* [EXERCISE AIM] Output nothing but the lines from the first line of the entries to the line with "shell, capturing output.", inclusive, exactly as they read.

* [RECORDED INFORMATION]
____

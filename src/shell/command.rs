//! External command execution.

use crate::error::{ProjkitError, Result};
use std::collections::HashMap;
use std::path::{Path, PathBuf};
use std::process::{Command, Stdio};
use std::time::{Duration, Instant};

/// Result of executing an external command.
#[derive(Debug, Clone)]
pub struct CommandResult {
    /// Exit code (None if killed by signal).
    pub exit_code: Option<i32>,

    /// Standard output.
    pub stdout: String,

    /// Standard error.
    pub stderr: String,

    /// Execution duration.
    pub duration: Duration,

    /// Whether command succeeded (exit code 0).
    pub success: bool,
}

/// Options for command execution.
#[derive(Debug, Clone, Default)]
pub struct CommandOptions {
    /// Working directory.
    pub cwd: Option<PathBuf>,

    /// Environment variables (merged with system env).
    pub env: HashMap<String, String>,
}

impl CommandOptions {
    /// Options running in `cwd`.
    pub fn in_dir(cwd: &Path) -> Self {
        Self {
            cwd: Some(cwd.to_path_buf()),
            ..Default::default()
        }
    }
}

/// Execute a command line through the platform shell, capturing output.
pub fn execute(command: &str, options: &CommandOptions) -> Result<CommandResult> {
    let (shell, flag) = if cfg!(target_os = "windows") {
        (
            std::env::var("COMSPEC").unwrap_or_else(|_| "cmd.exe".to_string()),
            "/C",
        )
    } else {
        ("/bin/sh".to_string(), "-c")
    };

    let mut cmd = Command::new(shell);
    cmd.arg(flag).arg(command);
    spawn(cmd, command, options)
}

/// Run a program with arguments directly, capturing output.
pub fn run(program: &str, args: &[&str], options: &CommandOptions) -> Result<CommandResult> {
    let mut cmd = Command::new(program);
    cmd.args(args);

    let command_line = std::iter::once(program)
        .chain(args.iter().copied())
        .collect::<Vec<_>>()
        .join(" ");
    spawn(cmd, &command_line, options)
}

/// Run a program and fail unless it exits successfully.
pub fn run_checked(program: &str, args: &[&str], options: &CommandOptions) -> Result<CommandResult> {
    let result = run(program, args, options)?;
    if result.success {
        Ok(result)
    } else {
        let mut command = vec![program];
        command.extend_from_slice(args);
        Err(ProjkitError::CommandFailed {
            command: command.join(" "),
            code: result.exit_code,
        })
    }
}

fn spawn(mut cmd: Command, command_line: &str, options: &CommandOptions) -> Result<CommandResult> {
    let start = Instant::now();

    if let Some(cwd) = &options.cwd {
        cmd.current_dir(cwd);
    }
    for (key, value) in &options.env {
        cmd.env(key, value);
    }
    cmd.stdin(Stdio::null());
    cmd.stdout(Stdio::piped());
    cmd.stderr(Stdio::piped());

    tracing::debug!("Running: {}", command_line);

    let output = cmd.output().map_err(|e| {
        tracing::debug!("Failed to start '{}': {}", command_line, e);
        ProjkitError::CommandFailed {
            command: command_line.to_string(),
            code: None,
        }
    })?;

    Ok(CommandResult {
        exit_code: output.status.code(),
        stdout: String::from_utf8_lossy(&output.stdout).to_string(),
        stderr: String::from_utf8_lossy(&output.stderr).to_string(),
        duration: start.elapsed(),
        success: output.status.success(),
    })
}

____

* [FINAL ANSWER]
filename src/shell/command.rs
//! External command execution.

use crate::error::{ProjkitError, Result};
use std::collections::HashMap;
use std::path::{Path, PathBuf};
use std::process::{Command, Stdio};
use std::time::{Duration, Instant};

/// Result of executing an external command.
#[derive(Debug, Clone)]
pub struct CommandResult {
    /// Exit code (None if killed by signal).
    pub exit_code: Option<i32>,

    /// Standard output.
    pub stdout: String,

    /// Standard error.
    pub stderr: String,

    /// Execution duration.
    pub duration: Duration,

    /// Whether command succeeded (exit code 0).
    pub success: bool,
}

/// Options for command execution.
#[derive(Debug, Clone, Default)]
pub struct CommandOptions {
    /// Working directory.
    pub cwd: Option<PathBuf>,

    /// Environment variables (merged with system env).
    pub env: HashMap<String, String>,
}

impl CommandOptions {
    /// Options running in `cwd`.
    pub fn in_dir(cwd: &Path) -> Self {
        Self {
            cwd: Some(cwd.to_path_buf()),
            ..Default::default()
        }
    }
}

/// Execute a command line through the platform shell, capturing output.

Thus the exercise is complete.